# Weber Kettle Queso



## BGKYSmoker (Feb 13, 2021)

Busy day for me with the brined turkey and now the queso dip.
You can double this recipe or use whatever meat you wish.

Im using 1lb of JD mild breakfast sausage.







One pound of cubed velveeta cheese and 1/2 pack of shredded mexican blend cheese.






1 can (undrained rotel mild with green chili. 1/2 cup diced jalapeno, 2 t minced garlic, 1/4 cup diced onion.






Put on grill of your choice. Heat needs to be around 325 for 30-45 mins or until you like it.
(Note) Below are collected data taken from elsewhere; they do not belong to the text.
// SPDX-License-Identifier: MPL-2.0
// This Source Code Form is subject to the terms of the Mozilla Public
// License, v. 2.0. If a copy of the MPL was not distributed with this
// file, You can obtain one at https://mozilla.org/MPL/2.0/.

//! BLE transport abstraction.
//!
//! The session layer only needs a handful of GATT primitives: open a link,
//! look up characteristics, write without response, subscribe to
//! notifications and close the link. [`Transport`] captures exactly those,
//! so the session logic can be driven by a real BLE stack or by an
//! in-memory fake in tests.
//!
//! # Backends
//!
//! - `BtleplugTransport` (feature `btleplug`, enabled by default): the
//!   cross-platform `btleplug` stack

#[cfg(feature = "btleplug")]
mod btle;

#[cfg(feature = "btleplug")]
pub use btle::{BtleplugLink, BtleplugTransport};
#[cfg(feature = "btleplug")]
pub(crate) use btle::{map_btleplug_error, peripheral_address};

use std::future::Future;
use std::sync::Arc;

use uuid::Uuid;

use crate::error::TransportError;
use crate::types::DeviceInfo;

/// Primary GATT service of the `UberSmart` controller.
pub const SERVICE_UUID: Uuid = Uuid::from_u128(0x8866_5b98_0bfb_11ec_9a03_0242_ac13_0003);

/// Characteristic commands are written to.
pub const WRITE_CHARACTERISTIC_UUID: Uuid =
    Uuid::from_u128(0x95b1_0712_0bfb_11ec_9a03_0242_ac13_0003);

/// Characteristic status frames are notified on.
pub const READ_CHARACTERISTIC_UUID: Uuid =
    Uuid::from_u128(0x9af9_0c38_0bfb_11ec_9a03_0242_ac13_0003);

/// Firmware version characteristic.
pub const FIRMWARE_VERSION_CHARACTERISTIC_UUID: Uuid =
    Uuid::from_u128(0x9af9_0c40_0bfb_11ec_9a03_0242_ac13_0003);

/// Advertised local name prefix of `UberSmart` controllers.
pub const DEVICE_NAME_PREFIX: &str = "UberSmart_";

/// Callback invoked with the payload of each notification.
pub type NotificationHandler = Arc<dyn Fn(&[u8]) + Send + Sync>;

/// Callback invoked when the stack reports the link as gone.
pub type DisconnectHandler = Arc<dyn Fn() + Send + Sync>;

/// GATT primitives required by the connection session.
///
/// Implementations must map their native failures onto [`TransportError`]
/// so the dispatcher can apply its retry policy:
///
/// - unreachable peripheral or stale identity: [`TransportError::NotFound`]
/// - absent characteristic: [`TransportError::CharacteristicMissing`]
/// - host stack refusal: [`TransportError::Stack`]
/// - anything else: [`TransportError::Transient`]
pub trait Transport: Send + Sync + 'static {
    /// An open connection to one peripheral.
    type Link: Clone + Send + Sync + 'static;

    /// A resolved characteristic handle.
    type Characteristic: Clone + Send + Sync + 'static;

    /// Opens a link to the device.
    ///
    /// `on_disconnect` must be called once if the stack later reports the
    /// link as lost, whether or not [`Transport::disconnect`] was called.
    fn connect(
        &self,
        device: &DeviceInfo,
        on_disconnect: DisconnectHandler,
    ) -> impl Future<Output = Result<Self::Link, TransportError>> + Send;

    /// Looks up a characteristic in the link's service table.
    ///
    /// # Errors
    ///
    /// Returns [`TransportError::CharacteristicMissing`] if the service or
    /// characteristic is not present.
    fn resolve_characteristic(
        &self,
        link: &Self::Link,
        service: Uuid,
        characteristic: Uuid,
    ) -> Result<Self::Characteristic, TransportError>;

    /// Writes bytes without waiting for a GATT response.
    fn write(
        &self,
        link: &Self::Link,
        characteristic: &Self::Characteristic,
        data: &[u8],
    ) -> impl Future<Output = Result<(), TransportError>> + Send;

    /// Enables notifications and routes their payloads to `handler`.
    fn subscribe(
        &self,
        link: &Self::Link,
        characteristic: &Self::Characteristic,
        handler: NotificationHandler,
    ) -> impl Future<Output = Result<(), TransportError>> + Send;

    /// Drops any cached service table so the next lookup rediscovers it.
    fn clear_service_cache(
        &self,
        link: &Self::Link,
    ) -> impl Future<Output = Result<(), TransportError>> + Send;

    /// Frees what the link still holds after the stack reported it lost.
    ///
    /// Called instead of [`Transport::disconnect`] for links that went away
    /// on their own. Must not touch the radio, since the peripheral may
    /// already be reconnecting.
    fn release(&self, link: &Self::Link);

    /// Closes the link.
    fn disconnect(
        &self,
        link: &Self::Link,
    ) -> impl Future<Output = Result<(), TransportError>> + Send;
}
You can use 1/4 cup milk but i opted for some beer.
The liquid will help thin it some.





Mix well






Add more shredded cheese and continue to melt.






And finished.


----------



## JckDanls 07 (Feb 13, 2021)

I'll take a jar of that brother ...  yumm yummmm


----------



## Brokenhandle (Feb 13, 2021)

Pass the chips please! Looks really good!

Ryan


----------



## 6GRILLZNTN (Feb 13, 2021)

That pan needs my face in it!  Forget nachos.  Great job!

Dave


----------



## Steve H (Feb 14, 2021)

Looks great! I need to get my new weber out of the dining room and into the garage!


----------



## JckDanls 07 (Feb 14, 2021)

Steve H said:


> Looks great! I need to get my new weber out of the dining room and into the garage!




That's the first step...  C'mon man...  U CAN DEW IT ...


----------



## BGKYSmoker (Feb 14, 2021)

I have 4 of us snacking on it. Small container left is all.

Keith  you know where we are


----------



## HalfSmoked (Feb 14, 2021)

Nice looking snack the Rick.

Warren


----------